WORK ITEM:
Using the data below, return the stretch from the line that contains "return Ok(Duration::from_secs(secs));" through the line that contains "if !nanos.is_finite() ||", both included, exactly as it stands and nothing beyond it.

DATASET RECORDS:

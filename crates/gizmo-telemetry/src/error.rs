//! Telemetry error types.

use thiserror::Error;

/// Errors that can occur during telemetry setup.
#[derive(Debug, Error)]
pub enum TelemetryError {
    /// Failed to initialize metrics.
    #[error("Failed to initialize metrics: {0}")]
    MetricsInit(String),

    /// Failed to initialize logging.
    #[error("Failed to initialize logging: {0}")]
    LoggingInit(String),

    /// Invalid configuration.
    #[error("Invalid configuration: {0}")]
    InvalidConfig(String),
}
* * *
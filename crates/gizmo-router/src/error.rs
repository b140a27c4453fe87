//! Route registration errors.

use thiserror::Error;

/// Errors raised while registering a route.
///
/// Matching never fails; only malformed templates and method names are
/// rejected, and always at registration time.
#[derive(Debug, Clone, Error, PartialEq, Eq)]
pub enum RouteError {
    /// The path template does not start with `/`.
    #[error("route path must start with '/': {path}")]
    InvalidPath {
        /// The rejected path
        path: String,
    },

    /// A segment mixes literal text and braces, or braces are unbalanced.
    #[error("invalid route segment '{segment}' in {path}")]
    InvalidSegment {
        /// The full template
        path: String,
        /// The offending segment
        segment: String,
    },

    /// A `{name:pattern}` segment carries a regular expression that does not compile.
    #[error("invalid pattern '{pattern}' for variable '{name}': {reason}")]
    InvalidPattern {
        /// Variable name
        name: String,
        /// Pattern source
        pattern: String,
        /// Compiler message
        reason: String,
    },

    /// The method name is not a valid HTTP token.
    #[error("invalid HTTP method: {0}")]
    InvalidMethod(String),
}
--
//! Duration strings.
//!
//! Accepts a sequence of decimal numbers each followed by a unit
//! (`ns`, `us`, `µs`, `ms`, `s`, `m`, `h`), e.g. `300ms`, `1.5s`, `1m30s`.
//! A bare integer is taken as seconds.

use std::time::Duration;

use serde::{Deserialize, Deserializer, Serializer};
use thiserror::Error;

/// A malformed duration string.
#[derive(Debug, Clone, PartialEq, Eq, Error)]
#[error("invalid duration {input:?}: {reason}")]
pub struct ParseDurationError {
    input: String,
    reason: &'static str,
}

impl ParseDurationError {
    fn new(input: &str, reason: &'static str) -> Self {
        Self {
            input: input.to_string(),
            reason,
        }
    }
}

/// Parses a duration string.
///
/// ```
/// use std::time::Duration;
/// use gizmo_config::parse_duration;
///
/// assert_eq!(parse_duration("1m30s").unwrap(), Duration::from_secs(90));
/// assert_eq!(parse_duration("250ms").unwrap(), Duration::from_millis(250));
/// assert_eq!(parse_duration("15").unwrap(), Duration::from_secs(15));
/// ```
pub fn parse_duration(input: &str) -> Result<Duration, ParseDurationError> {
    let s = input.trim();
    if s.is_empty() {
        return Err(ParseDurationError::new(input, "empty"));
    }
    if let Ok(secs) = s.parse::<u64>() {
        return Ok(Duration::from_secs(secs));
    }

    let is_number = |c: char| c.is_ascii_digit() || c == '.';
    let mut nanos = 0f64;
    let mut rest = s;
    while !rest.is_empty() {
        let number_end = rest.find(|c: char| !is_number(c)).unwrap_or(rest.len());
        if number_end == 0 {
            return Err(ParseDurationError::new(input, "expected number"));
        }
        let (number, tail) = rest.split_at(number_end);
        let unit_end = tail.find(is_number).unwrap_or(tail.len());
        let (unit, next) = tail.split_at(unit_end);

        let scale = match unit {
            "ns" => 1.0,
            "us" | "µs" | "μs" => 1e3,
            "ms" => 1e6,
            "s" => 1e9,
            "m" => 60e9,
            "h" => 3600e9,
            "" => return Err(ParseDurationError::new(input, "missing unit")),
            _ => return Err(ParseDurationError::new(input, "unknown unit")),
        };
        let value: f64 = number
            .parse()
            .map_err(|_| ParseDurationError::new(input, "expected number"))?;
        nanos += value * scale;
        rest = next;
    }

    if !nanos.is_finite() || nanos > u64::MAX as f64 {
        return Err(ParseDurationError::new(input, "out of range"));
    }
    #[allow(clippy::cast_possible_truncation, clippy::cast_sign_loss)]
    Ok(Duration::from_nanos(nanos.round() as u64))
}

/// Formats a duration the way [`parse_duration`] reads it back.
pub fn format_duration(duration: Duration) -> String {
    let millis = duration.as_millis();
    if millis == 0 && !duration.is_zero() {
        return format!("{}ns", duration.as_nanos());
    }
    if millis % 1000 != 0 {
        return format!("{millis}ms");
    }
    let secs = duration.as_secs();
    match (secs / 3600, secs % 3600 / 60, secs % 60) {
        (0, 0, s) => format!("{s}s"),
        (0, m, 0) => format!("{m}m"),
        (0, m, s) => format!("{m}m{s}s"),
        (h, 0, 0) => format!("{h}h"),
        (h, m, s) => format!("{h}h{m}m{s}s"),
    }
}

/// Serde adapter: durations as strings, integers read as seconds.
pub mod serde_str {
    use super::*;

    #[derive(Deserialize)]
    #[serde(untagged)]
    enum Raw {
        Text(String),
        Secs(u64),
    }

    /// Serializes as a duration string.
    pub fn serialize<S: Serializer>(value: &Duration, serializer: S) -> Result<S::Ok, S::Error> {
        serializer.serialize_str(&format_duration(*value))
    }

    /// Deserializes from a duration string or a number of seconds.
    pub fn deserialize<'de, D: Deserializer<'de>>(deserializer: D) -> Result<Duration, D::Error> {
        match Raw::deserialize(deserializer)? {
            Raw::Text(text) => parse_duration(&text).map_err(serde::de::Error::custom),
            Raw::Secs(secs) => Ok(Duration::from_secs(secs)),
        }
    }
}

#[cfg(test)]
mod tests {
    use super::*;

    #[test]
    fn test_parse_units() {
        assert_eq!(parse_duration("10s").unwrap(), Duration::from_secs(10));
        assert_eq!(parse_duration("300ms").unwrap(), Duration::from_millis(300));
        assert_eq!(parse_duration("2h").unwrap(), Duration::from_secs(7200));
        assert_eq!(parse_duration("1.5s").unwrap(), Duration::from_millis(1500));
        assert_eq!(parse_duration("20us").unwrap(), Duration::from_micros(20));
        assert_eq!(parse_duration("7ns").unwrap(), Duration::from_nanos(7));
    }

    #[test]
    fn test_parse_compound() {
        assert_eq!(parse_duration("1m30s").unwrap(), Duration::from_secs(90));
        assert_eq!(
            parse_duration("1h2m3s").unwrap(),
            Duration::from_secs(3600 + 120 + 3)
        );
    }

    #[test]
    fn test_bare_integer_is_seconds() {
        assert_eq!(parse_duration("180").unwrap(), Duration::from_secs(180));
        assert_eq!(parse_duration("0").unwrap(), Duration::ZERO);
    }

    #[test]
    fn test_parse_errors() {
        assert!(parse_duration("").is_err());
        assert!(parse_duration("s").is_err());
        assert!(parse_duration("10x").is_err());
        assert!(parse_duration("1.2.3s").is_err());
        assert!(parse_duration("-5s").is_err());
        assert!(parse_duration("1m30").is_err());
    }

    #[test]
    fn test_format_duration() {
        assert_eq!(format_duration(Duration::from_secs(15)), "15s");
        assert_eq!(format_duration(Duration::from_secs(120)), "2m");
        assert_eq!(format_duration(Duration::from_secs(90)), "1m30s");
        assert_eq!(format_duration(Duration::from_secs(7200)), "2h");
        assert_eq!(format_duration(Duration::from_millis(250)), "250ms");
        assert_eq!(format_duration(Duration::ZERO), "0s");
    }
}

SOLUTION TO THE EXERCISE:
        return Ok(Duration::from_secs(secs));
    }

    let is_number = |c: char| c.is_ascii_digit() || c == '.';
    let mut nanos = 0f64;
    let mut rest = s;
    while !rest.is_empty() {
        let number_end = rest.find(|c: char| !is_number(c)).unwrap_or(rest.len());
        if number_end == 0 {
            return Err(ParseDurationError::new(input, "expected number"));
        }
        let (number, tail) = rest.split_at(number_end);
        let unit_end = tail.find(is_number).unwrap_or(tail.len());
        let (unit, next) = tail.split_at(unit_end);

        let scale = match unit {
            "ns" => 1.0,
            "us" | "µs" | "μs" => 1e3,
            "ms" => 1e6,
            "s" => 1e9,
            "m" => 60e9,
            "h" => 3600e9,
            "" => return Err(ParseDurationError::new(input, "missing unit")),
            _ => return Err(ParseDurationError::new(input, "unknown unit")),
        };
        let value: f64 = number
            .parse()
            .map_err(|_| ParseDurationError::new(input, "expected number"))?;
        nanos += value * scale;
        rest = next;
    }

    if !nanos.is_finite() || nanos > u64::MAX as f64 {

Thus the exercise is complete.